● **What is expected**: Search the entries for the word "DriverConfig". Copy every line that holds it.

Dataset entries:
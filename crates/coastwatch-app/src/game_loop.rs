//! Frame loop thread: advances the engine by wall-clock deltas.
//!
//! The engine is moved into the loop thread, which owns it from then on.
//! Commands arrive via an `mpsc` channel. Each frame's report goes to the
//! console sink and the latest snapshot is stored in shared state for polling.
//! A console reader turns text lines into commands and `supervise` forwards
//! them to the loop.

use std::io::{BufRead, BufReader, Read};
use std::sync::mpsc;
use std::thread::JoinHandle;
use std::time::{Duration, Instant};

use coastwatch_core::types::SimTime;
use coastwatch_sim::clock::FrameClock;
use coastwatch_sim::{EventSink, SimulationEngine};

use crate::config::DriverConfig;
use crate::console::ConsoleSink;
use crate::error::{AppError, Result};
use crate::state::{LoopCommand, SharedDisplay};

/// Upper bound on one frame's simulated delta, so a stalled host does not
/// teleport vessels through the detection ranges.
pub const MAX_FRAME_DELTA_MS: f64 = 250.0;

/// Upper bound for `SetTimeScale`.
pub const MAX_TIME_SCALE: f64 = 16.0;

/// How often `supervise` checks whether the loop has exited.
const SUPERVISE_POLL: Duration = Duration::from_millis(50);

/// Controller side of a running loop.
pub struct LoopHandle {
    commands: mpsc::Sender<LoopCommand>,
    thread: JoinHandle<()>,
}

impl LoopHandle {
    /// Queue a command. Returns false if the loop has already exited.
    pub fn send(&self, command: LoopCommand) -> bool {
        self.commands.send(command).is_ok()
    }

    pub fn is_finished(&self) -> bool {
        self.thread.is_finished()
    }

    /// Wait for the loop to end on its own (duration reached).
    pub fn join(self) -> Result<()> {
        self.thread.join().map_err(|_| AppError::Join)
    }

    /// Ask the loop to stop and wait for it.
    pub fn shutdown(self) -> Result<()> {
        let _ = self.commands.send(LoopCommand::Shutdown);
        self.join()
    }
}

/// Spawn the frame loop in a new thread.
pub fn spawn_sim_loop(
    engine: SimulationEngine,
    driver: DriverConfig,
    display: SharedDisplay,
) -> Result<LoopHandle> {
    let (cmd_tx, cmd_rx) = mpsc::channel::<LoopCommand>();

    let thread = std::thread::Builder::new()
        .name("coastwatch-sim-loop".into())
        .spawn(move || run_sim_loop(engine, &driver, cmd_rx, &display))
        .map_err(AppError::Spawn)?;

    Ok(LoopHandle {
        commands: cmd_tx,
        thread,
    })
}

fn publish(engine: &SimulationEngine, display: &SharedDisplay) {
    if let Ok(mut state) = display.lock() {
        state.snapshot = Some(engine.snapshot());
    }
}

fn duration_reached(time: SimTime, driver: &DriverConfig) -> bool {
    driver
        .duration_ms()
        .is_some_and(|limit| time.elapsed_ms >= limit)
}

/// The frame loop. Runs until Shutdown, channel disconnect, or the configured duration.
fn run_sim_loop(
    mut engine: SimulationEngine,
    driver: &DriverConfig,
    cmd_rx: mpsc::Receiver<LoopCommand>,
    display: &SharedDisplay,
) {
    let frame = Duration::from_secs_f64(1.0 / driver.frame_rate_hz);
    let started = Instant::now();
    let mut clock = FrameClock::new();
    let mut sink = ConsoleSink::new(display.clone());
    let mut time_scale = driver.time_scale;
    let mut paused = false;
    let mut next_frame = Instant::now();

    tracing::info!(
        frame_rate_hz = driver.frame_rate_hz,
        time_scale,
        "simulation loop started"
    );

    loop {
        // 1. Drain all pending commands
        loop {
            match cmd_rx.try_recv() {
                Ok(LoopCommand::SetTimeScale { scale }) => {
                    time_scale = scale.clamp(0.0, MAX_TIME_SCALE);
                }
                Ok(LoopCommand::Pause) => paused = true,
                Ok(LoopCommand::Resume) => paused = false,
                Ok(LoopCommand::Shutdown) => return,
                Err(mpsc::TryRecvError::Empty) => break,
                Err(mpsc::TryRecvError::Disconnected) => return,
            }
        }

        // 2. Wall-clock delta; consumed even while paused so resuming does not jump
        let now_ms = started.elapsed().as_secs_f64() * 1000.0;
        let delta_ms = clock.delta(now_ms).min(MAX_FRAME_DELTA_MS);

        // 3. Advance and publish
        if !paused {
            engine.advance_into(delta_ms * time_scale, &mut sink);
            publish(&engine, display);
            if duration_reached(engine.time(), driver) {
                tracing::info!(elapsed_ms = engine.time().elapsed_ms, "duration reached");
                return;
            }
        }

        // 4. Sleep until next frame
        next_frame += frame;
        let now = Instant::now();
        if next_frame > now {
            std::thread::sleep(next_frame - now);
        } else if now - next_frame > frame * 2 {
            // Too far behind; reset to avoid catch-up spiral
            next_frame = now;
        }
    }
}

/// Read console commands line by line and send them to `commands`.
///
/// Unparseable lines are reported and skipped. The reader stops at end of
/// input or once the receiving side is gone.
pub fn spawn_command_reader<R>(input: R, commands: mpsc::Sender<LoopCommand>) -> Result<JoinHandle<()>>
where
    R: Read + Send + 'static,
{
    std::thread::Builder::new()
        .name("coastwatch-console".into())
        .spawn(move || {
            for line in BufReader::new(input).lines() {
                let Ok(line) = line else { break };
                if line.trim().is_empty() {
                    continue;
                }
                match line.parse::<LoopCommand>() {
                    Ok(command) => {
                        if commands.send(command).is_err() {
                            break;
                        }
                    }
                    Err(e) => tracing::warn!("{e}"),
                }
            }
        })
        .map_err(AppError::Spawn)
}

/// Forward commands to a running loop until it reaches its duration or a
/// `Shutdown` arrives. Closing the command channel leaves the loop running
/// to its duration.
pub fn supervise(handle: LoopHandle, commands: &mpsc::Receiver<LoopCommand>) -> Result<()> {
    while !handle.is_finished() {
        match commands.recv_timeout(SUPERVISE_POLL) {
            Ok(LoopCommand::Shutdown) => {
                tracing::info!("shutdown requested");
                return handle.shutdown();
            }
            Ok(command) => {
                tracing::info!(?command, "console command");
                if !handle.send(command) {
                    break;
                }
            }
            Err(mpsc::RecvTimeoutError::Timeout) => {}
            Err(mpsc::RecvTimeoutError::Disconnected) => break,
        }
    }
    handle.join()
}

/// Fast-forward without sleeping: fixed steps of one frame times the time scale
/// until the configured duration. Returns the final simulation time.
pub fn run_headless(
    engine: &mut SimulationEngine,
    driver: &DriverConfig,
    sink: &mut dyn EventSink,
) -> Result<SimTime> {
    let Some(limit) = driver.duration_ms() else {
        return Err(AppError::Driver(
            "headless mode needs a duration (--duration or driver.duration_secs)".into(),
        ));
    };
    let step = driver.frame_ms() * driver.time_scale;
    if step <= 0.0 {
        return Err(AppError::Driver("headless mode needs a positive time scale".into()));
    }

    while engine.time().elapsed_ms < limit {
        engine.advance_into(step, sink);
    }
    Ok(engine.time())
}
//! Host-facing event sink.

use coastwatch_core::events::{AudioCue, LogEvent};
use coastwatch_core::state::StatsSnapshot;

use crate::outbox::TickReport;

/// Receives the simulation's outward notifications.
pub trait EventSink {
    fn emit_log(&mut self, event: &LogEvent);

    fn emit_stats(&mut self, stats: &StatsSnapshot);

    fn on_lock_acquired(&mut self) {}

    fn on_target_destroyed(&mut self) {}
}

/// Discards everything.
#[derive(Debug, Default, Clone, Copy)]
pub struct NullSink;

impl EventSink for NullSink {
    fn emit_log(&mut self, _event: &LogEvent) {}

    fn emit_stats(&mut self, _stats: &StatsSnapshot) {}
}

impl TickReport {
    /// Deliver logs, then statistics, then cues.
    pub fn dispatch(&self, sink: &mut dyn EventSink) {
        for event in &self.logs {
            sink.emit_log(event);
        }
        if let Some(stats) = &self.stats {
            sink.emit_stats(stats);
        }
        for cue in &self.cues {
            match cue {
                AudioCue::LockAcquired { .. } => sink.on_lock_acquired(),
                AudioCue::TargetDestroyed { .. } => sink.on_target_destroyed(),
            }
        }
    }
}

● **Reply**:
use crate::config::DriverConfig;
    driver: DriverConfig,
fn duration_reached(time: SimTime, driver: &DriverConfig) -> bool {
    driver: &DriverConfig,
    driver: &DriverConfig,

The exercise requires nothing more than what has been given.